Implementation Status

Core Framework: Complete - Architecture, RL algorithms, training infrastructure, and evaluation tools are all implemented and ready for research use.

Architecture & Implementation

opencda_marl/
├── coordinator.py             # Central MARL orchestrator
├── core/
│   ├── agent_manager.py       # Vehicle spawning & adapter management
│   ├── adapter/
│   │   └── vehicle_adapter.py # Vehicle-agent bridge
│   ├── agents/                # Agent implementations (factory pattern)
│   ├── marl/                  # RL algorithms & training infrastructure
│   │   ├── marl_manager.py    # Algorithm orchestrator
│   │   ├── extractor.py       # Observation feature extraction
│   │   ├── metrics.py         # Training metrics & CSV export
│   │   ├── checkpoint.py      # Model checkpoint management
│   │   └── algorithms/        # TD3, DQN, Q-Learning, MAPPO, SAC
│   ├── safety/                # Collision detection & avoidance
│   └── traffic/               # Traffic flow management & replay
├── envs/
│   ├── marl_env.py            # Custom CARLA RL environment
│   ├── sumo_marl_env.py       # SUMO-only environment
│   ├── evaluation.py          # Episode evaluation
│   └── cross_agent_evaluator.py
├── gui/                       # PySide6 Qt dashboard
├── scenarios/                 # Scenario templates & management
└── configs/                   # MARL-specific YAML configurations
Component Status Description
Coordinator ✅ Complete Central orchestrator for MARL execution
Scenario System ✅ Complete Template-based scenario generation
Agent Manager ✅ Complete Multi-agent lifecycle management
Map Manager ✅ Complete Junction-based spawn point generation
Vehicle Adapter ✅ Complete RL-OpenCDA vehicle bridge
Environment Interface ✅ Complete Custom MARL environment (non-Gym)
Training Infrastructure ✅ Complete Algorithms, checkpoints, metrics
Traffic Configuration ✅ Complete Flow-based traffic generation
Benchmark System ✅ Complete Cross-agent performance comparison

Design Philosophy

  • OpenCDA core remains unchanged
  • MARL components operate as optional extensions
  • Backward compatibility maintained
  • Adapter pattern for seamless integration
  • Clear separation between OpenCDA and MARL components
  • Coordinator-based orchestration
  • Template-based scenario generation
  • Custom environment with direct CARLA integration
  • Five RL algorithms (TD3, DQN, Q-Learning, MAPPO, SAC)
  • Flexible experiment configuration via OmegaConf
  • Comprehensive callback system for extensibility
  • TensorBoard integration and convergence detection

Core Implementation

1. MARL Coordinator

The central orchestrator provides unified control over multi-agent scenarios:

from opencda_marl.coordinator import MARLCoordinator

# Load configuration
config = OmegaConf.merge(
    OmegaConf.load("configs/marl/default.yaml"),
    OmegaConf.load("configs/marl/td3_simple_v4.yaml")
)

# Create and initialize coordinator
coordinator = MARLCoordinator(config=config)
coordinator.initialize()

# Run training
coordinator.run()

# Or run with GUI
coordinator.run_gui_mode()

2. Scenario System

Template-based scenario generation with factory pattern:

from opencda_marl.scenarios.scenario_builder import ScenarioBuilder

# Build scenario from configuration
builder = ScenarioBuilder()
scenario_manager = builder.build_from_config(config, cav_world)

3. Environment Interface

Custom MARL environment with direct CARLA integration:

from opencda_marl.envs.marl_env import MARLEnv

# Created automatically by coordinator
env = MARLEnv(scenario_manager, config=marl_config)
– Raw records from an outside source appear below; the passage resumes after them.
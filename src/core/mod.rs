//! Core module - pure game logic with no external dependencies
//!
//! Contains all gameplay rules: grid queries and mutations, piece shapes
//! and the kick search, the bag randomizer, the difficulty table, scoring
//! helpers, and the engine state machine. No UI, networking or I/O.

pub mod bag;
pub mod board;
pub mod difficulty;
pub mod game;
pub mod pieces;
pub mod scoring;

// Re-export commonly used types
pub use bag::{SevenBag, SimpleRng};
pub use board::Grid;
pub use difficulty::{settings, DifficultySettings};
pub use game::{GameState, LockReport};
# Step cycle: observe → act → reward → learn
# Handled internally by coordinator.run()

4. RL Algorithms

All algorithms share a common BaseAlgorithm interface:

from opencda_marl.core.marl.marl_manager import MARLManager

# Algorithm selected based on config MARL.algorithm
manager = MARLManager(config)
action = manager.select_action(observations, ego_id, training=True)
manager.store_transition(obs, ego_id, action, reward, next_obs, done)
losses = manager.update()

Configuration System

MARL uses OmegaConf for flexible configuration management:

# configs/marl/default.yaml - Base configuration
meta:
  simulator: "carla"

world:
  sync_mode: true
  client_port: 2000

scenario:
  max_steps: 2400
  max_episodes: 500

MARL:
  algorithm: "td3"
  state_dim: 8
  action_dim: 1
  training: true

agents:
  agent_type: "marl"
# configs/marl/td3_simple_v4.yaml - Overrides default.yaml
MARL:
  algorithm: "td3"
  state_dim: 8
  td3:
    learning_rate_actor: 0.0001
    learning_rate_critic: 0.001
    exploration_noise: 0.3
    warmup_steps: 1000
# MARL training with specific algorithm config
python opencda.py -t td3_simple_v4 --marl

# With GUI visualization
python opencda.py -t td3_simple_v4 --marl --gui

# Baseline agent testing
python opencda.py -t vanilla --marl
python opencda.py -t rule_based --marl